To explore the biological importance of the SVs, we further annotated genes which were highly enriched in above GO categories. We found that many genes with CNV, INS and DEL regions are involved in disease-resistance and sugar metabolism pathways (Fig. 6b). For examples, Potom05G0191000 and Potom05G0207500 with CNV, Potom06G0303900 and Potom01G0355800 genes with DEL, all of which encode LRR receptor-like serine/threonine-protein kinase FLS2, which may be important for disease resistance. The disease-resistant genes in INS region are mainly annotated as nitro oxide synthase, enhanced disease susceptibility 1 protein and pathogenesis related protein 1, which are involved in plant hormone signal transduction and plant-pathogen interaction. More interestingly, we found 3 copies of both Potom05G0191000 and Potom05G0207500 in subgenome P. adenopoda , and 11 copies of both Potom05G0191000 and Potom05G0207500 in subgenomeP. alba var. pyramidalis . Previous studies in,Glycine max (McHale et al., 2012) also indicated that structural variations such as CNV are common in genes related to disease resistance and biological stress. More copy numbers of both Potom05G0191000 and Potom05G0207500 may help explain why the elite individual LM50 shows strong disease resistance—a trait that is known for among forest growers. Of course, this hypothesis needs functional validation.

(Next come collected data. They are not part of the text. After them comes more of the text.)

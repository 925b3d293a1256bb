/*
 * Copyright 2025 Security Union LLC
 *
 * Licensed under either of
 *
 * * Apache License, Version 2.0
 *   (http://www.apache.org/licenses/LICENSE-2.0)
 * * MIT license
 *   (http://opensource.org/licenses/MIT)
 *
 * at your option.
 */

//! Shared test helpers for auth-api integration tests.
//!
//! Every test gets its own in-memory store, a manual clock and a `wiremock`
//! server playing the identity provider.

#![allow(dead_code)]

use std::collections::HashMap;
use std::sync::{Arc, OnceLock};
use std::time::Duration;

use auth_api::clock::ManualClock;
use auth_api::config::Config;
use auth_api::db::memory::MemoryStore;
use auth_api::db::UserStore;
use auth_api::http::ReqwestFetcher;
use auth_api::model::{Role, User};
use auth_api::{audit::ClientInfo, routes, state::AppState};
use axum::body::Body;
use axum::http::{self, header, StatusCode};
use axum::response::Response;
use axum::Router;
use base64::engine::general_purpose::URL_SAFE_NO_PAD;
use base64::Engine;
use chrono::Utc;
use http_body_util::BodyExt;
use jsonwebtoken::{encode, Algorithm, EncodingKey, Header};
use serde::de::DeserializeOwned;
use serde_json::{json, Value};
use tower::ServiceExt;
use uuid::Uuid;
use wiremock::matchers::{method, path};
use wiremock::{Mock, MockServer, ResponseTemplate};

pub const PROVIDER: &str = "mock";
pub const CLIENT_ID: &str = "test-client";
pub const AFTER_LOGIN_URL: &str = "/home";

pub struct TestApp {
    pub app: Router,
    pub state: AppState,
    pub store: Arc<MemoryStore>,
    pub clock: Arc<ManualClock>,
    pub idp: MockServer,
}

impl TestApp {
    pub fn issuer(&self) -> String {
        self.idp.uri()
    }

    pub async fn send(&self, req: http::Request<Body>) -> Response {
        self.app.clone().oneshot(req).await.unwrap()
    }
}

struct SigningKey {
    kid: String,
    encoding: EncodingKey,
    n: String,
    e: String,
}

/// Generated once per test binary; RSA generation is slow.
fn signing_key() -> &'static SigningKey {
    static KEY: OnceLock<SigningKey> = OnceLock::new();
    KEY.get_or_init(|| {
        use rsa::pkcs8::{EncodePrivateKey, LineEnding};
        use rsa::traits::PublicKeyParts;
        use rsa::RsaPrivateKey;

        let private_key = RsaPrivateKey::new(&mut rand::thread_rng(), 2048).unwrap();
        let pem = private_key.to_pkcs8_pem(LineEnding::LF).unwrap();
        let public_key = private_key.to_public_key();
        SigningKey {
            kid: "integration-kid".to_string(),
            encoding: EncodingKey::from_rsa_pem(pem.as_bytes()).unwrap(),
            n: URL_SAFE_NO_PAD.encode(public_key.n().to_bytes_be()),
            e: URL_SAFE_NO_PAD.encode(public_key.e().to_bytes_be()),
        }
    })
}

pub fn sign_id_token(claims: &Value) -> String {
    let key = signing_key();
    let mut header = Header::new(Algorithm::RS256);
    header.kid = Some(key.kid.clone());
    encode(&header, claims, &key.encoding).unwrap()
}

/// Standard claims for `nonce`, as the mock provider would issue them.
pub fn id_token_claims(issuer: &str, nonce: &str) -> Value {
    let now = Utc::now().timestamp();
    json!({
        "sub": "idp-user-1",
        "email": "alice@example.com",
        "email_verified": true,
        "name": "Alice Example",
        "iss": issuer,
        "aud": CLIENT_ID,
        "iat": now,
        "exp": now + 3600,
        "nonce": nonce,
    })
}

async fn start_idp() -> MockServer {
    let idp = MockServer::start().await;
    let issuer = idp.uri();
    let key = signing_key();

    Mock::given(method("GET"))
        .and(path("/.well-known/openid-configuration"))
        .respond_with(ResponseTemplate::new(200).set_body_json(json!({
            "issuer": issuer,
            "authorization_endpoint": format!("{issuer}/authorize"),
            "token_endpoint": format!("{issuer}/token"),
            "userinfo_endpoint": format!("{issuer}/userinfo"),
            "jwks_uri": format!("{issuer}/jwks"),
            "response_types_supported": ["code"],
        })))
        .mount(&idp)
        .await;

    Mock::given(method("GET"))
        .and(path("/jwks"))
        .respond_with(ResponseTemplate::new(200).set_body_json(json!({
            "keys": [{
                "kty": "RSA",
                "kid": key.kid,
                "use": "sig",
                "alg": "RS256",
                "n": key.n,
                "e": key.e,
            }]
        })))
        .mount(&idp)
        .await;

    idp
}

/// Make the next token-endpoint call return an ID token with `claims`.
pub async fn mount_token_response(idp: &MockServer, claims: &Value) {
    Mock::given(method("POST"))
        .and(path("/token"))
        .respond_with(ResponseTemplate::new(200).set_body_json(json!({
            "access_token": "idp-access-token",
            "token_type": "Bearer",
            "id_token": sign_id_token(claims),
            "expires_in": 3600,
        })))
        .up_to_n_times(1)
        .mount(idp)
        .await;
}

pub async fn spawn_app() -> TestApp {
    spawn_app_with(&[]).await
}

/// Build the router against a fresh store and mock provider. `extra`
/// overrides or adds configuration variables.
pub async fn spawn_app_with(extra: &[(&str, &str)]) -> TestApp {
    let idp = start_idp().await;
    let issuer = idp.uri();

    let mut vars: HashMap<String, String> = [
        ("DATABASE_URL", "postgres://unused"),
        ("PUBLIC_BASE_URL", "http://app.test"),
        ("AFTER_LOGIN_URL", AFTER_LOGIN_URL),
        ("COOKIE_SECURE", "false"),
        ("OIDC_PROVIDERS", PROVIDER),
        ("OIDC_MOCK_ISSUER", issuer.as_str()),
        ("OIDC_MOCK_CLIENT_ID", CLIENT_ID),
        ("OIDC_MOCK_CLIENT_SECRET", "test-secret"),
    ]
    .iter()
    .chain(extra.iter())
    .map(|(k, v)| (k.to_string(), v.to_string()))
    .collect();
    vars.retain(|_, v| !v.is_empty());
    let config = Config::from_lookup(|k| vars.get(k).cloned()).expect("test config");

    let store = Arc::new(MemoryStore::new());
    let clock = Arc::new(ManualClock::new(Utc::now()));
    let fetcher = Arc::new(ReqwestFetcher::new(Duration::from_secs(5)).unwrap());
    let state = AppState::new(store.clone(), &config, fetcher, clock.clone()).unwrap();

    TestApp {
        app: routes::router().with_state(state.clone()),
        state,
        store,
        clock,
        idp,
    }
}

pub fn get(uri: &str) -> http::Request<Body> {
    http::Request::builder()
        .method("GET")
        .uri(uri)
        .body(Body::empty())
        .unwrap()
}

/// Request with `Authorization: Bearer <token>`.
pub fn with_bearer(method: &str, uri: &str, token: &str) -> http::request::Builder {
    http::Request::builder()
        .method(method)
        .uri(uri)
        .header(header::AUTHORIZATION, format!("Bearer {token}"))
}

/// Request with `Cookie: session=<token>`.
pub fn with_cookie(method: &str, uri: &str, token: &str) -> http::request::Builder {
    http::Request::builder()
        .method(method)
        .uri(uri)
        .header(header::COOKIE, format!("session={token}"))
}

pub fn json_body(value: &Value) -> Body {
    Body::from(serde_json::to_vec(value).unwrap())
}

/// Create a user directly in the store and issue them a token.
pub async fn seed_user(t: &TestApp, role: Role, scopes: &[&str]) -> (User, String) {
    let user = User {
        id: Uuid::new_v4(),
        email: format!("{}@example.com", Uuid::new_v4().simple()),
        display_name: "Seeded User".to_string(),
        role,
        active: true,
        password_hash: None,
        created_at: Utc::now(),
    };
    t.store.create_user(&user).await.unwrap();
    let issued = t
        .state
        .tokens
        .create(
            user.id,
            "seed",
            scopes.iter().map(|s| s.to_string()).collect(),
            None,
            user.id,
            &ClientInfo::default(),
        )
        .await
        .unwrap();
    (user, issued.plaintext.into_inner())
}

pub fn location(resp: &Response) -> String {
    resp.headers()
        .get(header::LOCATION)
        .expect("Location header")
        .to_str()
        .unwrap()
        .to_string()
}

pub fn query_params(url: &str) -> HashMap<String, String> {
    url::Url::parse(url)
        .unwrap()
        .query_pairs()
        .into_owned()
        .collect()
}

/// The `session` cookie value from a response's `Set-Cookie`.
pub fn session_cookie(resp: &Response) -> Option<String> {
    resp.headers()
        .get_all(header::SET_COOKIE)
        .iter()
        .filter_map(|v| v.to_str().ok())
        .find_map(|v| v.strip_prefix("session="))
        .and_then(|v| v.split(';').next())
        .map(str::to_string)
}

/// Start a login and return `(state, nonce)` from the authorization URL.
pub async fn start_login(t: &TestApp, return_to: Option<&str>) -> (String, String) {
    let uri = match return_to {
        Some(r) => format!("/auth/{PROVIDER}/login?returnTo={r}"),
        None => format!("/auth/{PROVIDER}/login"),
    };
    let resp = t.send(get(&uri)).await;
    assert_eq!(resp.status(), StatusCode::SEE_OTHER);
    let params = query_params(&location(&resp));
    (params["state"].clone(), params["nonce"].clone())
}

/// Drive a full browser login with the given claims patch applied on top
/// of [`id_token_claims`]. Returns the callback response.
pub async fn complete_login(t: &TestApp, patch: Value) -> Response {
    let (state, nonce) = start_login(t, None).await;
    let mut claims = id_token_claims(&t.issuer(), &nonce);
    if let (Some(base), Some(patch)) = (claims.as_object_mut(), patch.as_object()) {
        for (k, v) in patch {
            base.insert(k.clone(), v.clone());
        }
    }
    mount_token_response(&t.idp, &claims).await;
    t.send(get(&format!("/auth/callback?state={state}&code=auth-code")))
        .await
}

/// Consume a response body and deserialize JSON into `T`.
pub async fn response_json<T: DeserializeOwned>(resp: Response) -> T {
    let bytes = resp
        .into_body()
        .collect()
        .await
        .expect("collect body")
        .to_bytes();
    serde_json::from_slice(&bytes).expect("deserialize response body")
}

We also found many genes involved in carbohydrate metabolism had structural variations including CNV, DEL and INS. They were , for example, as UDP-glucuronate 4-epimerase, alpha-1,4-galacturonosyltransferase, and beta-galactosidase (Fig. 6b). In addition, Potom03G0262900 and Potom01G0217800 that showed INS variation were annotated as ADP sugar diphosphatase and pectinesterase, and involved ribose phosphorylation and pentose and glucuronate interconversions, respectively; they may be important for energy and growth. Finally, it well known that the existence of centromere and telomere plays an important role in maintaining chromosome stability. Interestingly, we also found that the three genes Potom01G0282700, Potom12G0168500 and Potom12G0040500 showed INS variation, and are involved in meiotic DNA break processing and repairing, chromatin silencing at rDNA, and histone methylation. These genes may play a role in maintaining chromosome structure or reducing the rate of meiotic recombination that we observed.